Late last month, a short video of a snapping turtle preying on a snake surfaced online and began to go viral. The clip, shared on Youtube by ViralHog, offers a rare glimpse into the underwater lives of adult snapping turtles. It has garnered more than two million views since June 27.
The video begins with a person filming from a rock overlooking a clear, flowing creek. Suddenly, the camera zooms in tight on the the sharp beak of a snapping turtle concealed beneath an overhanging rock. Then the turtle extends its neck and noses toward a brightly-colored snake in the middle of the creek.
In an impressively quick maneuver, the long-necked amphibian clamps its powerful jaws down on the snake and recedes back into its ambush spot with the flailing reptile in tow. Watch it for yourself below.
It’s unclear by the footage what species of snapping turtle is shown in the video, but there are only three species of snapping turtle in the United States: the common snapping turtle, the alligator snapping turtle, and the Suwannee alligator snapping turtle. All three species are omnivores that spend most of their lives underwater. Studies of their stomach contents have turned up the remains of fish, tadpoles, frogs, birds, snakes, and even other turtles.

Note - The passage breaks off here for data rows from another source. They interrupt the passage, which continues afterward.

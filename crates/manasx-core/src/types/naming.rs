//! Identifier naming conventions.

use std::fmt;

use serde::{Deserialize, Serialize};

/// A naming convention recognized by the learner and the drift detector.
#[derive(Debug, Clone, Copy, PartialEq, Eq, Hash, Serialize, Deserialize)]
pub enum NamingConvention {
    #[serde(rename = "camelCase")]
    CamelCase,
    #[serde(rename = "snake_case")]
    SnakeCase,
    #[serde(rename = "PascalCase")]
    PascalCase,
    #[serde(rename = "kebab-case")]
    KebabCase,
    #[serde(rename = "UPPER_CASE")]
    UpperCase,
    #[serde(rename = "unknown")]
    Unknown,
}

impl NamingConvention {
    pub fn as_str(&self) -> &'static str {
        match self {
            Self::CamelCase => "camelCase",
            Self::SnakeCase => "snake_case",
            Self::PascalCase => "PascalCase",
            Self::KebabCase => "kebab-case",
            Self::UpperCase => "UPPER_CASE",
            Self::Unknown => "unknown",
        }
    }

    /// Inverse of [`as_str`](Self::as_str). Unrecognized labels are `Unknown`.
    pub fn from_label(label: &str) -> Self {
        match label {
            "camelCase" => Self::CamelCase,
            "snake_case" => Self::SnakeCase,
            "PascalCase" => Self::PascalCase,
            "kebab-case" => Self::KebabCase,
            "UPPER_CASE" => Self::UpperCase,
            _ => Self::Unknown,
        }
    }

    /// Classify an identifier. Leading `_` and `$` are ignored.
    ///
    /// Checked in order: UPPER_CASE (more than one char), camelCase,
    /// snake_case, PascalCase, kebab-case. A single all-lowercase word
    /// classifies as camelCase.
    pub fn classify(name: &str) -> Self {
        let name = name.trim_start_matches(['_', '$']);
        if name.is_empty() {
            return Self::Unknown;
        }
        let first = match name.chars().next() {
            Some(c) => c,
            None => return Self::Unknown,
        };
        let has_upper = name.chars().any(|c| c.is_ascii_uppercase());
        let has_lower = name.chars().any(|c| c.is_ascii_lowercase());
        let alnum = name.chars().all(|c| c.is_ascii_alphanumeric());

        if name.len() > 1
            && has_upper
            && !has_lower
            && first.is_ascii_uppercase()
            && name.chars().all(|c| c.is_ascii_uppercase() || c.is_ascii_digit() || c == '_')
        {
            return Self::UpperCase;
        }
        if first.is_ascii_lowercase() && alnum && has_upper {
            return Self::CamelCase;
        }
        if first.is_ascii_lowercase()
            && name.contains('_')
            && name.chars().all(|c| c.is_ascii_lowercase() || c.is_ascii_digit() || c == '_')
        {
            return Self::SnakeCase;
        }
        if first.is_ascii_uppercase() && alnum && has_lower {
            return Self::PascalCase;
        }
        if first.is_ascii_lowercase()
            && name.contains('-')
            && name.chars().all(|c| c.is_ascii_lowercase() || c.is_ascii_digit() || c == '-')
        {
            return Self::KebabCase;
        }
        if Self::is_single_lower_word(name) {
            return Self::CamelCase;
        }
        Self::Unknown
    }

    /// True for a lowercase word with no separators, e.g. `count` or `v2`.
    pub fn is_single_lower_word(name: &str) -> bool {
        let name = name.trim_start_matches(['_', '$']);
        matches!(name.chars().next(), Some(c) if c.is_ascii_lowercase())
            && name.chars().all(|c| c.is_ascii_lowercase() || c.is_ascii_digit())
    }

    /// Whether `name` is acceptable under this convention. Single lowercase
    /// words satisfy camelCase, snake_case and kebab-case alike; unclassifiable
    /// names are never flagged.
    pub fn accepts(&self, name: &str) -> bool {
        if *self == Self::Unknown {
            return true;
        }
        if Self::is_single_lower_word(name)
            && matches!(self, Self::CamelCase | Self::SnakeCase | Self::KebabCase)
        {
            return true;
        }
        match Self::classify(name) {
            Self::Unknown => true,
            found => found == *self,
        }
    }

    /// Rewrite `name` in this convention. Returns the input unchanged for `Unknown`.
    pub fn convert(&self, name: &str) -> String {
        let words = split_words(name);
        if words.is_empty() {
            return name.to_string();
        }
        match self {
            Self::CamelCase => {
                let mut out = words[0].to_lowercase();
                for w in &words[1..] {
                    out.push_str(&capitalize(w));
                }
                out
            }
            Self::PascalCase => words.iter().map(|w| capitalize(w)).collect(),
            Self::SnakeCase => join_lower(&words, "_"),
            Self::KebabCase => join_lower(&words, "-"),
            Self::UpperCase => words
                .iter()
                .map(|w| w.to_uppercase())
                .collect::<Vec<_>>()
                .join("_"),
            Self::Unknown => name.to_string(),
        }
    }
}

impl fmt::Display for NamingConvention {
    fn fmt(&self, f: &mut fmt::Formatter<'_>) -> fmt::Result {
        f.write_str(self.as_str())
    }
}

/// Split an identifier on `_`, `-` and lower-to-upper case boundaries.
fn split_words(name: &str) -> Vec<String> {
    let mut words = Vec::new();
    let mut current = String::new();
    let mut prev_lower_or_digit = false;
    for c in name.chars() {
        if c == '_' || c == '-' || c == '$' {
            if !current.is_empty() {
                words.push(std::mem::take(&mut current));
            }
            prev_lower_or_digit = false;
            continue;
        }
        if c.is_ascii_uppercase() && prev_lower_or_digit && !current.is_empty() {
            words.push(std::mem::take(&mut current));
        }
        prev_lower_or_digit = c.is_ascii_lowercase() || c.is_ascii_digit();
        current.push(c);
    }
    if !current.is_empty() {
        words.push(current);
    }
    words
}

fn capitalize(word: &str) -> String {
    let lower = word.to_lowercase();
    let mut chars = lower.chars();
    match chars.next() {
        Some(first) => first.to_uppercase().chain(chars).collect(),
        None => String::new(),
    }
}

fn join_lower(words: &[String], sep: &str) -> String {
    words
        .iter()
        .map(|w| w.to_lowercase())
        .collect::<Vec<_>>()
        .join(sep)
}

Dustin Garig, a biologist supervisor in the wildlife diversity program for the Louisiana Department of Wildlife and Fisheries, recently told F&S contributor Steven Hill that little is known about the manner in which snapping turtles tend to feed on snakes.
“You wouldn’t necessarily assume it’s able to take down a snake like this,” Garig said, referencing a different video of a snapper eating a live snake. “I don’t typically think of snapping turtles actively going after big snakes.” Hill was interviewing Garig about an F&S video from 2015 in which a turtle estimated at 15 to 20 pounds feeds on 4-1/2-foot northern water snake. You can watch that video and read more of Garig’s commentary here.
The caption on the more recent video doesn’t reveal when the incident took place, but it does list the location as Manhattan, Kansas. Kansas is home to both alligator snappers and the common snapping turtle. Sunflower State wildlife officials logged a new record for common snapper back in 2016. That turtle, caught in the Arkansas River near the town of Hays, weighed a whopping 45 pounds, according to the Kansas Department of Parks and Wildlife.